I have an XKCD comic taped to the door of my office. The comic is about the mantra of statistics, that correlation is not causation. I taped the comic to my office door because I loved learning statistics in graduate school and thinking deeply about associations and how mere correlations cannot be used to demonstrate that one thing causes another. Two events can correlate, but have nothing to do with each other, and a third thing may influence both, causing them to correlate without any causal link between the two things.
But Judea Pearl thinks that science and researchers have fallen into a trap laid out by statisticians and the infinitely repeated correlation does not imply causation mantra. Regarding this perspective of statistics he writes, “it tells us that correlation is not causation, but it does not tell us what causation is.”
Pearl seems to suggest in The Book of Why that there was a time where there was too much data, too much humans didn’t know, and too many people ready to offer incomplete assessments based on anecdote and incomplete information. From this time sprouted the idea that correlation does not imply causation. We started to see that statistics could describe relationships and that statistics could be used to pull apart entangled causal webs, identifying each individual component and assessing its contribution to a given outcome. However, as his quote shows, this approach never actually answered what causation is. It never actually told us when we can know and ascertain that a causal structure and causal mechanism is in place.
“Over and over again,” writes Pearl, “in science and in business, we see situations where mere data aren’t enough.”

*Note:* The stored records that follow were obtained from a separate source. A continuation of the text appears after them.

//! Error types for PlanIndex.
//!
//! Library crates use [`PlanIndexError`] via `thiserror`.
//! The CLI wraps this with `color-eyre` for rich diagnostics.

use std::path::PathBuf;

/// Top-level error type for all PlanIndex operations.
#[derive(Debug, thiserror::Error)]
pub enum PlanIndexError {
    /// Configuration loading or validation error.
    #[error("config error: {message}")]
    Config { message: String },

    /// Database or storage layer error.
    #[error("storage error: {0}")]
    Storage(String),

    /// Analysis oracle failure (transport, service, or response parsing).
    #[error("oracle error: {0}")]
    Oracle(#[from] OracleError),

    /// Structured payload could not be decoded.
    #[error("parse error: {message}")]
    Parse { message: String },

    /// Filesystem I/O error.
    #[error("I/O error at {path:?}: {source}")]
    Io {
        path: PathBuf,
        source: std::io::Error,
    },

    /// Data validation error (bad input, unknown enum value, etc.).
    #[error("validation error: {message}")]
    Validation { message: String },

    /// A row the pipeline depends on does not exist.
    #[error("{entity} not found: {id}")]
    NotFound { entity: &'static str, id: String },

    /// A status change that the lifecycle does not allow.
    #[error("invalid {entity} transition: {from} -> {to}")]
    InvalidTransition {
        entity: &'static str,
        from: String,
        to: String,
    },

    /// The operation collides with an active job.
    #[error("conflict: {0}")]
    Conflict(String),
}

/// Convenience alias used throughout the codebase.
pub type Result<T> = std::result::Result<T, PlanIndexError>;

impl PlanIndexError {
    /// Create a config error from any displayable message.
    pub fn config(msg: impl Into<String>) -> Self {
        Self::Config {
            message: msg.into(),
        }
    }

    /// Create a parse error from any displayable message.
    pub fn parse(msg: impl Into<String>) -> Self {
        Self::Parse {
            message: msg.into(),
        }
    }

    /// Create a validation error from any displayable message.
    pub fn validation(msg: impl Into<String>) -> Self {
        Self::Validation {
            message: msg.into(),
        }
    }

    /// Wrap a `std::io::Error` with a path for context.
    pub fn io(path: impl Into<PathBuf>, source: std::io::Error) -> Self {
        Self::Io {
            path: path.into(),
            source,
        }
    }

    pub fn not_found(entity: &'static str, id: impl Into<String>) -> Self {
        Self::NotFound {
            entity,
            id: id.into(),
        }
    }

    pub fn invalid_transition(
        entity: &'static str,
        from: impl std::fmt::Display,
        to: impl std::fmt::Display,
    ) -> Self {
        Self::InvalidTransition {
            entity,
            from: from.to_string(),
            to: to.to_string(),
        }
    }

    /// Missing rows and missing configuration are never worth retrying.
    pub fn is_fatal(&self) -> bool {
        match self {
            Self::NotFound { .. } | Self::Config { .. } => true,
            Self::Oracle(e) => !e.is_retryable(),
            _ => false,
        }
    }
}

/// Failure modes of a single analysis-oracle call.
#[derive(Debug, Clone, thiserror::Error)]
pub enum OracleError {
    /// The service asked us to slow down (HTTP 429).
    #[error("rate limited: {0}")]
    RateLimited(String),

    /// The request timed out in transit or at the service.
    #[error("timeout: {0}")]
    Timeout(String),

    /// The service is temporarily unavailable (5xx, connection refused).
    #[error("service unavailable: {0}")]
    Unavailable(String),

    /// The service rejected the input, but the rejection is known to be flaky.
    #[error("invalid input: {0}")]
    InvalidInput(String),

    /// The response text could not be parsed as the expected JSON.
    #[error("malformed response: {message}")]
    Malformed { message: String, truncated: bool },

    /// The service refused the request permanently (auth, unknown model, ...).
    #[error("request rejected ({status}): {message}")]
    Rejected { status: u16, message: String },

    /// No credentials or endpoint available.
    #[error("oracle not configured: {0}")]
    NotConfigured(String),
}

impl OracleError {
    /// Whether the retry policy should try this call again.
    pub fn is_retryable(&self) -> bool {
        matches!(
            self,
            Self::RateLimited(_) | Self::Timeout(_) | Self::Unavailable(_) | Self::InvalidInput(_)
        )
    }

    pub fn malformed(msg: impl Into<String>, truncated: bool) -> Self {
        Self::Malformed {
            message: msg.into(),
            truncated,
        }
    }
}

#[cfg(test)]
mod tests {
    use super::*;

    #[test]
    fn error_display_formatting() {
        let err = PlanIndexError::config("missing API key");
        assert_eq!(err.to_string(), "config error: missing API key");

        let err = PlanIndexError::invalid_transition("page", "pass2_complete", "pass1_processing");
        assert_eq!(
            err.to_string(),
            "invalid page transition: pass2_complete -> pass1_processing"
        );
    }

    #[test]
    fn oracle_error_classification() {
        assert!(OracleError::RateLimited("slow down".into()).is_retryable());
        assert!(OracleError::Timeout("deadline".into()).is_retryable());
        assert!(OracleError::Unavailable("503".into()).is_retryable());
        assert!(OracleError::InvalidInput("bad image".into()).is_retryable());
        assert!(!OracleError::malformed("eof", true).is_retryable());
        assert!(
            !OracleError::Rejected {
                status: 401,
                message: "no key".into()
            }
            .is_retryable()
        );
    }

    #[test]
    fn fatal_errors() {
        assert!(PlanIndexError::not_found("page", "p1").is_fatal());
        assert!(PlanIndexError::from(OracleError::NotConfigured("key".into())).is_fatal());
        assert!(!PlanIndexError::from(OracleError::Timeout("t".into())).is_fatal());
        assert!(!PlanIndexError::Storage("locked".into()).is_fatal());
    }
}
impl DisciplineStatus {
    pub const ALL: [DisciplineStatus; 5] = [
        Self::Waiting,
        Self::Ready,
        Self::Processing,
        Self::Complete,
        Self::Error,
    ];

    pub fn as_str(&self) -> &'static str {
        match self {
            Self::Waiting => "waiting",
            Self::Ready => "ready",
            Self::Processing => "processing",
            Self::Complete => "complete",
            Self::Error => "error",
        }
    }

    pub fn can_transition_to(self, next: DisciplineStatus) -> bool {
        use DisciplineStatus::*;
        matches!(
            (self, next),
            (Waiting, Ready) | (Ready, Processing) | (Processing, Complete | Error)
        )
    }

    pub fn predecessors(next: DisciplineStatus) -> Vec<DisciplineStatus> {
        Self::ALL
            .into_iter()
            .filter(|s| s.can_transition_to(next))
            .collect()
    }

    pub fn transition(self, next: DisciplineStatus) -> crate::Result<DisciplineStatus> {
        if self.can_transition_to(next) {
            Ok(next)
        } else {
            Err(PlanIndexError::invalid_transition("discipline", self, next))
        }
    }
}

impl fmt::Display for DisciplineStatus {
    fn fmt(&self, f: &mut fmt::Formatter<'_>) -> fmt::Result {
        f.write_str(self.as_str())
    }
}

impl FromStr for DisciplineStatus {
    type Err = PlanIndexError;

    fn from_str(s: &str) -> std::result::Result<Self, Self::Err> {
        Self::ALL
            .into_iter()
            .find(|status| status.as_str() == s)
            .ok_or_else(|| PlanIndexError::validation(format!("unknown discipline status: {s}")))
    }
}

// ---------------------------------------------------------------------------
// Annotations (read-only collaborator input)
// ---------------------------------------------------------------------------

/// A text span extracted from the annotated region.
#[derive(Debug, Clone, PartialEq, Serialize, Deserialize)]
pub struct TextFragment {
    pub id: String,
    pub text: String,
}

/// A user-drawn region on a page, with its prior analysis.
#[derive(Debug, Clone, Serialize, Deserialize)]
pub struct Annotation {
    pub id: String,
    pub document_id: String,
    pub page_number: u32,
    pub title: String,
    #[serde(default, skip_serializing_if = "Option::is_none")]
    pub description: Option<String>,
    /// Earlier free-text analysis of the region.
    #[serde(default, skip_serializing_if = "Option::is_none")]
    pub analysis: Option<String>,
    #[serde(default, skip_serializing_if = "Vec::is_empty")]
    pub text_fragments: Vec<TextFragment>,
}

// ---------------------------------------------------------------------------
// Pass 1 checkpoint
// ---------------------------------------------------------------------------

/// Kind of callout a reference represents.
#[derive(Debug, Clone, Copy, PartialEq, Eq, Hash, Default, Serialize, Deserialize)]
#[serde(rename_all = "lowercase")]
pub enum ReferenceType {
    #[default]
    Detail,
    Sheet,
    Section,
    Elevation,
    Schedule,
    #[serde(other)]
    Other,
}

impl ReferenceType {
    pub fn as_str(&self) -> &'static str {
        match self {
            Self::Detail => "detail",
            Self::Sheet => "sheet",
            Self::Section => "section",
            Self::Elevation => "elevation",
            Self::Schedule => "schedule",
            Self::Other => "other",
        }
    }
}

/// A reference from an annotation to another sheet, as authored by Pass 1.
#[derive(Debug, Clone, PartialEq, Serialize, Deserialize)]
pub struct OutboundRef {
    #[serde(rename = "ref")]
    pub target: String,
    #[serde(rename = "type", default)]
    pub ref_type: ReferenceType,
    #[serde(default, skip_serializing_if = "Option::is_none")]
    pub source_element_id: Option<String>,
    #[serde(default, skip_serializing_if = "Option::is_none")]
    pub source_text: Option<String>,
}

/// Pass 1 analysis of one annotation.
#[derive(Debug, Clone, PartialEq, Serialize, Deserialize)]
pub struct AnnotationAnalysis {
    #[serde(alias = "pointer_id")]
    pub annotation_id: String,
    #[serde(default)]
    pub summary: String,
    #[serde(default)]
    pub outbound_refs: Vec<OutboundRef>,
}

/// Durable Pass 1 checkpoint for a page.
#[derive(Debug, Clone, PartialEq, Serialize, Deserialize)]
pub struct Pass1Output {
    #[serde(default = "current_output_version")]
    pub version: u32,
    pub discipline: DisciplineCode,
    #[serde(default, skip_serializing_if = "Option::is_none")]
    pub sheet_number: Option<String>,
    pub summary: String,
    #[serde(default, alias = "pointers")]
    pub annotations: Vec<AnnotationAnalysis>,
}

impl Pass1Output {
    /// All outbound references across annotations, with the authoring annotation id.
    pub fn outbound_refs(&self) -> impl Iterator<Item = (&str, &OutboundRef)> {
        self.annotations.iter().flat_map(|a| {
            a.outbound_refs
                .iter()
                .map(move |r| (a.annotation_id.as_str(), r))
        })
    }
}

// ---------------------------------------------------------------------------
// Inbound references
// ---------------------------------------------------------------------------

/// A reference pointing at this page, derived by inverting other pages' Pass 1 output.
#[derive(Debug, Clone, PartialEq, Serialize, Deserialize)]
pub struct InboundReference {
    pub source_sheet: String,
    pub source_page_id: String,
    pub from_annotation: String,
    #[serde(rename = "type")]
    pub ref_type: ReferenceType,
    /// The reference string exactly as written on the source page.
    pub original_ref: String,
    #[serde(default, skip_serializing_if = "Option::is_none")]
    pub source_element_id: Option<String>,
    #[serde(default, skip_serializing_if = "Option::is_none")]
    pub source_text: Option<String>,
    /// Filled in from the source page's Pass 2 output.
    #[serde(default, skip_serializing_if = "Option::is_none")]
    pub context: Option<String>,
}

To demonstrate the shortcomings of our high regard for statistics and our mantra that correlation is not causation, Pearl walks us through the congressional testimonies and trials of big tobacco companies in the United States. The data told us there was a correlation between smoking and lung cancer. There was overwhelming statistical evidence that smoking was related or associated with lung cancer, but we couldn’t attain 100% certainty just through statistics that smoking caused lung cancer. The companies themselves muddied the water with misleading studies and cherry picked results. They hid behind a veil that said that correlation was not causation, and hid behind the confusion around causation that statistics could never fully clarify.
Failing to develop a real sense of causation, failing to move beyond big data, and failing to get beyond statistical correlations can have real harms. We need to be able to recognize causation, even without relying on randomized controlled trials, and we need to be able to make decisions to save lives. The lesson of the comic taped to my door is helpful when we are trying to be scientific and accurate in our thinking, but it can also lead us astray when we fail to trust a causal structure that we can see, but can’t definitively prove via statistics.